Is myocardial infarction common in the South Sudan?

Author(s): Ronald Woro, MBBS, MRCP (UK)

Physician, Juba Medical Complex (JMC). [email protected]


It is generally believed that ischaemic heart disease and the serious consequence of myocardial infarction is uncommon in indigenous South Sudanese. This belief may be misplaced as evidenced by this case report.

Case History

PMD was a 48 year old lawyer who presented to the Juba Medical Complex (JMC) with sudden onset of “gripping” retrosternal chest pain that did not radiate and lasted thirty minutes. It was associated with breathlessness and sweating.  He denied a family history of ischaemic heart disease. He smoked 30 to 60 cigarettes daily over a number of years and consumed, according to his wife, approximately 100 units of alcohol each week. He was diagnosed with type 2 diabetes in 2007. He thought this had been well controlled with diet and glibenclamide 5mgs daily. However two weeks before this admission his glycaemic control was deemed to be poor and so he was started on Mixtard Insulin 25 units in the morning and 15 units in the evening.

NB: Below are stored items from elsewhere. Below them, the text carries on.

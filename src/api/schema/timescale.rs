use schemars::JsonSchema;
use serde::{Deserialize, Serialize};

use super::PostgresqlTableSchema;

/// PostgreSQL table plus optional hypertable settings.
#[derive(Debug, Clone, Default, PartialEq, Serialize, Deserialize, JsonSchema)]
#[serde(rename_all = "camelCase")]
pub struct TimescaleTableSchema {
    #[serde(flatten)]
    pub table: PostgresqlTableSchema,
    #[serde(default, skip_serializing_if = "Option::is_none")]
    pub hypertable: Option<TimescaleHypertable>,
}

#[derive(Debug, Clone, Default, PartialEq, Serialize, Deserialize, JsonSchema)]
#[serde(rename_all = "camelCase")]
pub struct TimescaleHypertable {
    pub time_column_name: String,
    #[serde(default, skip_serializing_if = "Option::is_none")]
    pub chunk_time_interval: Option<String>,
    #[serde(default, skip_serializing_if = "Option::is_none")]
    pub compression: Option<TimescaleCompression>,
    #[serde(default, skip_serializing_if = "Option::is_none")]
    pub retention: Option<TimescaleRetention>,
}

#[derive(Debug, Clone, Default, PartialEq, Serialize, Deserialize, JsonSchema)]
#[serde(rename_all = "camelCase")]
pub struct TimescaleCompression {
    #[serde(default, skip_serializing_if = "Vec::is_empty")]
    pub segment_by: Vec<String>,
    #[serde(default, skip_serializing_if = "Option::is_none")]
    pub interval: Option<String>,
}

#[derive(Debug, Clone, Default, PartialEq, Serialize, Deserialize, JsonSchema)]
#[serde(rename_all = "camelCase")]
pub struct TimescaleRetention {
    pub interval: String,
}

#[derive(Debug, Clone, Default, PartialEq, Serialize, Deserialize, JsonSchema)]
#[serde(rename_all = "camelCase")]
pub struct TimescaleViewSchema {
    pub query: String,
    #[serde(default)]
    pub is_continuous_aggregate: bool,
    #[serde(default)]
    pub with_no_data: bool,
    #[serde(default, skip_serializing_if = "std::ops::Not::not")]
    pub is_deleted: bool,
}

On examination the patient was pain free although looked unwell - pulse100/minute and regular; blood pressure 110/60. He was not in heart failure and the rest of the examination was unremarkable. There were no nicotine stains in the fingers despite the history of heavy smoking. Random blood sugar on presentation was 12mmol/litre.

The initial 12 lead electrocardiogram (Figure 1) showed hyperacute ST segment elevation in leads V1 to V6 denoting acute anterior myocardial infarction. An ECG (Figure 2) 24 hours later showed persisting anterior ST elevation with T wave inversion.



Figure 1. 12 lead ECG at presentation. The above two ECG tracings were taken at presentation and show an hyper acute ST elevation in the lateral chest leads and ventricular ectopics (some of which are couplets) suggesting possible degree of reperfusion perhaps.


 Figure 2.  12 lead ECG carried out 24 hours later showing deep Q waves and T wave inversion and ST waves that are less elevated in the lateral chest leads at presentation.


Treatment with thrombolysis is not available at JMC. Standard treatment for acute coronary syndrome was instituted with aspirin (75 mg od), an ACE (Ramipril 2.5 mg od), low molecular weight heparin, a statin (Atorvastatin 40mg nocte) and a b-blocker (Bisoprolol 5mg od). Forty eight hours later he was transferred to a cardiac unit in a neighbouring country for echocardiography, possible exercise stress test and percutaneous coronary intervention.


PMD has risk factors for ischaemic heart disease:

  • cigarette smoking,
  • excessive alcohol consumption and
  • type 2 diabetes mellitus.

These factors are prevalent in many patients attending the JMC and in the South Sudan at large. Hence all patients in South Sudan presenting with chest pain should be assessed for possible angina or myocardial infarction, especially if they have predisposing risk factors (1). Increasing use of tobacco, obesity, hypertension and diabetes are all likely to lead to a rising occurrence of myocardial infarction. Further reports of myocardial infarction from colleagues would be welcome as this would raise awareness of the problem.


  1. Camm AJ, Bunce N. Ischaemic Heart Disease in Text book of Clinical  Medicine, Eds Kumar P & Clark M. pp743-760, 2010 edition.